I also encountered long-established and difficult-to-change attitudes of the three single services. The navy’s priority was to replace the guided-missile destroyers and it had no enthusiasm at all for mine countermeasures. The navy also wanted to reject my recommendation to move the navy’s submarine base from Sydney to Fremantle because it claimed there would be disastrous implications for recruiting submariners. The air force failed to see the potential of what has become Project Jindalee. This is now one of the world’s most potent long-range over-the-horizon radars, which gives Australia warning of an attack.

Anthony Albanese and Richard Marles flanked by Stephen Smith, left, and Angus Houston, right, at the press conference to announce the Defence Strategic Review. Picture: NCA NewsWire/Gary Ramage
Anthony Albanese and Richard Marles flanked by Stephen Smith, left, and Angus Houston, right, at the press conference to announce the Defence Strategic Review. Picture: NCA NewsWire/Gary Ramage

The most trouble I had was with the army, which had little interest in the defence of Australia, which it saw as beneath the dignity of its proud history. I wanted to see a brigade group of the army located in the north of Australia because that was the direction from or through which the most likely threats were going to come. The then chief of army, Peter Gration, quickly understood the arguments for an army presence in the north and agreed to move 2 Cavalry Regiment to Darwin. Some army chiefs since have sought to cut the army’s familiarity with, and presence in, the north in favour of the training area at Cultana in South Australia.

I also had serious troubles with the senior civilian defence hierarchy. I had to advise them I would not be endorsing their complacent view that we faced only the lowest levels of military conflict.

We did, however, manage over a period of just 12 months to produce a set of force structure priorities and associated expenditure on bases, maintenance and greater use of Army Reserves. At the end of the review, my aim was to have a single page jointly signed by both the secretary and the CDF on priorities for the defence of Australia. Of course, neither of them agreed with everything I proposed. But for the first time in Australia’s history, we had a clear path ahead for the defence of Australia.

So, what is the advice I would give to the independent leads of this new review (former defence and foreign minister Stephen Smith and former CDF Angus Houston)?

First, I would offer two pieces of advice that were given to me by Sir Arthur Tange when he was the permanent secretary of Defence. He told me the most important single piece of documentation for any defence planner is “a map of one’s own country”. By this he meant a map of Australia and its region. In my review we made Australia’s unique geography central to our force structure priorities. Second, Tange asserted that “strategic policy without money is not strategic policy”. My review was given relatively generous financial guidance by government, but four years after the 1987 white paper – of which I was the primary author – the defence budget was radically slashed because of prime minister Paul Keating’s recession that we had to have. That must not be allowed to recur.
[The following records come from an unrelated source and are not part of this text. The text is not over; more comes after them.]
impl OrderBook {
    /// Creates an empty book for `symbol` with the given price and quantity scales
    /// (maximum decimal places accepted at submission).
    pub fn new(symbol: impl Into<String>, price_scale: u32, quantity_scale: u32) -> Self {
        Self {
            symbol: symbol.into(),
            price_scale,
            quantity_scale,
            bids: BTreeMap::new(),
            asks: BTreeMap::new(),
            by_id: HashMap::new(),
            accepted_ids: HashSet::new(),
            last_sequence: 0,
            last_update: Utc::now(),
        }
    }

    pub fn symbol(&self) -> &str {
        &self.symbol
    }

    /// Atomically matches `order` against the opposite side per its type's semantics,
    /// rests any limit residual, and returns the final order state with the trades
    /// produced. On rejection the book is left untouched and no trades are emitted.
    ///
    /// Every accepted order and every trade draws a fresh stamp from `seq`, so the
    /// stamps observed on one book are strictly increasing in acceptance order.
    pub fn submit(&mut self, mut order: Order, seq: &Sequence) -> SubmitResult {
        // Market orders execute at whatever the book offers; a stray price is ignored.
        if order.order_type == OrderType::Market {
            order.price = None;
        }

        if let Some(reason) = self.validate(&order) {
            return SubmitResult::rejected(order, reason);
        }

        self.accepted_ids.insert(order.id);
        order.sequence = seq.next();

        // FOK: all or nothing, decided before the book is touched.
        if order.order_type == OrderType::Fok {
            if let Some(limit) = order.price {
                if !self.can_fill(order.side, limit, order.quantity) {
                    debug!(
                        symbol = %self.symbol,
                        order_id = %order.id,
                        "fok order rejected: insufficient crossing liquidity"
                    );
                    return SubmitResult::rejected(order, RejectReason::FokUnfillable);
                }
            }
        }

        let trades = self.match_incoming(&mut order, seq);

        if order.remaining.is_zero() {
            order.status = OrderStatus::Filled;
        } else if !trades.is_empty() {
            order.status = OrderStatus::PartiallyFilled;
        }
        order.updated_at = Utc::now();

        match order.order_type {
            OrderType::Limit => {
                if !order.remaining.is_zero() {
                    self.rest(order.clone());
                }
            }
            OrderType::Market | OrderType::Ioc => {
                // Residual quantity is discarded, never rested. A zero-fill ends
                // the order's life as cancelled rather than rejected.
                if !order.remaining.is_zero() && trades.is_empty() {
                    order.status = OrderStatus::Cancelled;
                }
            }
            OrderType::Fok => {
                debug_assert!(
                    order.remaining.is_zero(),
                    "fok pre-check guarantees a full fill"
                );
            }
        }

        self.last_sequence = trades.last().map_or(order.sequence, |t| t.sequence);
        self.last_update = Utc::now();
        self.check_uncrossed();

        SubmitResult::accepted(order, trades)
    }

    /// Removes a resting order by id. Returns the cancelled order, or `None` when
    /// the id is unknown or already terminal. A benign outcome, not an error.
    pub fn cancel(&mut self, order_id: Uuid) -> Option<Order> {
        let (side, price) = self.by_id.remove(&order_id)?;
        let book_side = match side {
            Side::Buy => &mut self.bids,
            Side::Sell => &mut self.asks,
        };
        let Some(level) = book_side.get_mut(&price) else {
            panic!(
                "order index for {} points at a missing {:?} level {}",
                self.symbol, side, price
            );
        };
        let Some(mut order) = level.remove(order_id) else {
            panic!(
                "order {} indexed at {:?} {} on {} is not in the level queue",
                order_id, side, price, self.symbol
            );
        };
        if level.is_empty() {
            book_side.remove(&price);
        }

        order.status = OrderStatus::Cancelled;
        order.updated_at = Utc::now();
        self.last_update = order.updated_at;
        debug!(symbol = %self.symbol, %order_id, "order cancelled and removed from book");
        Some(order)
    }

    /// Returns the top `depth` aggregated levels per side.
    pub fn snapshot(&self, depth: usize) -> BookSnapshot {
        BookSnapshot {
            symbol: self.symbol.clone(),
            bids: self
                .bids
                .iter()
                .rev()
                .take(depth)
                .map(|(price, level)| (*price, level.total_quantity))
                .collect(),
            asks: self
                .asks
                .iter()
                .take(depth)
                .map(|(price, level)| (*price, level.total_quantity))
                .collect(),
            sequence: self.last_sequence,
            timestamp: self.last_update,
        }
    }

    /// Highest resting buy price.
    pub fn best_bid(&self) -> Option<Decimal> {
        self.bids.keys().next_back().copied()
    }

    /// Lowest resting sell price.
    pub fn best_ask(&self) -> Option<Decimal> {
        self.asks.keys().next().copied()
    }

    pub fn spread(&self) -> Option<Decimal> {
        match (self.best_bid(), self.best_ask()) {
            (Some(bid), Some(ask)) => Some(ask - bid),
            _ => None,
        }
    }

    pub fn bbo(&self) -> Bbo {
        Bbo {
            bid: self.best_bid(),
            ask: self.best_ask(),
            spread: self.spread(),
        }
    }

    /// True while the order rests in the book.
    pub fn contains_order(&self, order_id: Uuid) -> bool {
        self.by_id.contains_key(&order_id)
    }

    /// Total resting quantity at a price, `None` when no such level exists.
    pub fn volume_at(&self, side: Side, price: Decimal) -> Option<Decimal> {
        self.side_levels(side).get(&price).map(|l| l.total_quantity)
    }

    pub fn order_count_at(&self, side: Side, price: Decimal) -> usize {
        self.side_levels(side)
            .get(&price)
            .map_or(0, |l| l.order_count())
    }

    fn side_levels(&self, side: Side) -> &BTreeMap<Decimal, PriceLevel> {
        match side {
            Side::Buy => &self.bids,
            Side::Sell => &self.asks,
        }
    }

    fn validate(&self, order: &Order) -> Option<RejectReason> {
        if order.quantity <= Decimal::ZERO {
            return Some(RejectReason::NonPositiveQuantity);
        }
        if order.order_type.requires_price() && order.price.is_none() {
            return Some(RejectReason::MissingPrice(order.order_type));
        }
        if let Some(price) = order.price {
            if price <= Decimal::ZERO {
                return Some(RejectReason::NonPositivePrice);
            }
            if price.normalize().scale() > self.price_scale {
                return Some(RejectReason::PriceScaleExceeded(self.price_scale));
            }
        }
        if order.quantity.normalize().scale() > self.quantity_scale {
            return Some(RejectReason::QuantityScaleExceeded(self.quantity_scale));
        }
        if self.accepted_ids.contains(&order.id) {
            return Some(RejectReason::DuplicateOrderId(order.id));
        }
        None
    }

    /// Walks the opposite side best-first, accumulating quantity at crossing prices,
    /// to decide whether a fill-or-kill order can be fully satisfied.
    fn can_fill(&self, side: Side, limit: Decimal, quantity: Decimal) -> bool {
        let mut available = Decimal::ZERO;
        match side {
            Side::Buy => {
                for (price, level) in self.asks.iter() {
                    if *price > limit {
                        break;
                    }
                    available += level.total_quantity;
                    if available >= quantity {
                        return true;
                    }
                }
            }
            Side::Sell => {
                for (price, level) in self.bids.iter().rev() {
                    if *price < limit {
                        break;
                    }
                    available += level.total_quantity;
                    if available >= quantity {
                        return true;
                    }
                }
            }
        }
        false
    }

    /// The matching loop. Repeatedly takes the best opposite level while its price
    /// crosses the taker's limit (market orders cross everything), fills against the
    /// queue front, and emits one trade per fill at the MAKER's resting price.
    fn match_incoming(&mut self, taker: &mut Order, seq: &Sequence) -> Vec<Trade> {
        let symbol = self.symbol.clone();
        let mut trades = Vec::new();

        loop {
            if taker.remaining.is_zero() {
                break;
            }

            let best_price = match taker.side {
                Side::Buy => self.asks.keys().next().copied(),
                Side::Sell => self.bids.keys().next_back().copied(),
            };
            let Some(best_price) = best_price else { break };

            if let Some(limit) = taker.price {
                let crosses = match taker.side {
                    Side::Buy => best_price <= limit,
                    Side::Sell => best_price >= limit,
                };
                if !crosses {
                    break;
                }
            }

            let by_id = &mut self.by_id;
            let book_side = match taker.side {
                Side::Buy => &mut self.asks,
                Side::Sell => &mut self.bids,
            };
            let Some(level) = book_side.get_mut(&best_price) else {
                break;
            };

            // Drain the level front-first until the taker or the level is exhausted.
            while !taker.remaining.is_zero() {
                let Some(maker) = level.orders.front_mut() else {
                    break;
                };
                let fill = taker.remaining.min(maker.remaining);

                trades.push(Trade {
                    trade_id: Uuid::new_v4(),
                    symbol: symbol.clone(),
                    price: best_price,
                    quantity: fill,
                    maker_order_id: maker.id,
                    taker_order_id: taker.id,
                    aggressor_side: taker.side,
                    sequence: seq.next(),
                    executed_at: Utc::now(),
                });

                taker.remaining -= fill;
                maker.remaining -= fill;
                maker.updated_at = Utc::now();
                level.total_quantity -= fill;

                assert!(
                    maker.remaining >= Decimal::ZERO && taker.remaining >= Decimal::ZERO,
                    "negative remaining after fill of {} on {}",
                    fill,
                    symbol
                );

                if maker.remaining.is_zero() {
                    maker.status = OrderStatus::Filled;
                    let maker_id = maker.id;
                    level.orders.pop_front();
                    by_id.remove(&maker_id);
                } else {
                    maker.status = OrderStatus::PartiallyFilled;
                }
            }

            if level.orders.is_empty() {
                book_side.remove(&best_price);
            }
        }

        trades
    }

    /// Appends a limit residual at the back of its price level, creating the level
    /// if needed, and indexes it for cancellation.
    fn rest(&mut self, order: Order) {
        let Some(price) = order.price else {
            panic!("attempted to rest a priceless order {} on {}", order.id, self.symbol);
        };
        let side = order.side;
        let level = match side {
            Side::Buy => self.bids.entry(price).or_insert_with(|| PriceLevel::new(price)),
            Side::Sell => self.asks.entry(price).or_insert_with(|| PriceLevel::new(price)),
        };
        self.by_id.insert(order.id, (side, price));
        debug!(
            symbol = %self.symbol,
            order_id = %order.id,
            ?side,
            %price,
            remaining = %order.remaining,
            "order resting on book"
        );
        level.push_back(order);
    }

    /// Post-mutation invariant: the book must never be crossed. A violation is a
    /// bug in the matching loop, not a runtime condition.
    fn check_uncrossed(&self) {
        if let (Some(bid), Some(ask)) = (self.best_bid(), self.best_ask()) {
            assert!(
                bid < ask,
                "crossed book on {}: best bid {} >= best ask {}",
                self.symbol,
                bid,
                ask
            );
        }
    }
}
Perhaps the most important piece of advice is to choose carefully who are the primary writers of this new review. Not all senior civilians or senior military people have the aptitude for radically new policy work, or the imagination needed in our current deteriorating circumstances. Of course, some of this writing can be done within Defence. But the danger here is bureaucratic obfuscation and aversion to risk-taking.

The two independent leads will have to assert tight discipline over the written defence inputs they require, given the ambitious terms of reference laid out for them and the tight deadline to deliver their final report by March 2023. Time is not on our side strategically and overcoming defence inertia and resistance to change will be imperative.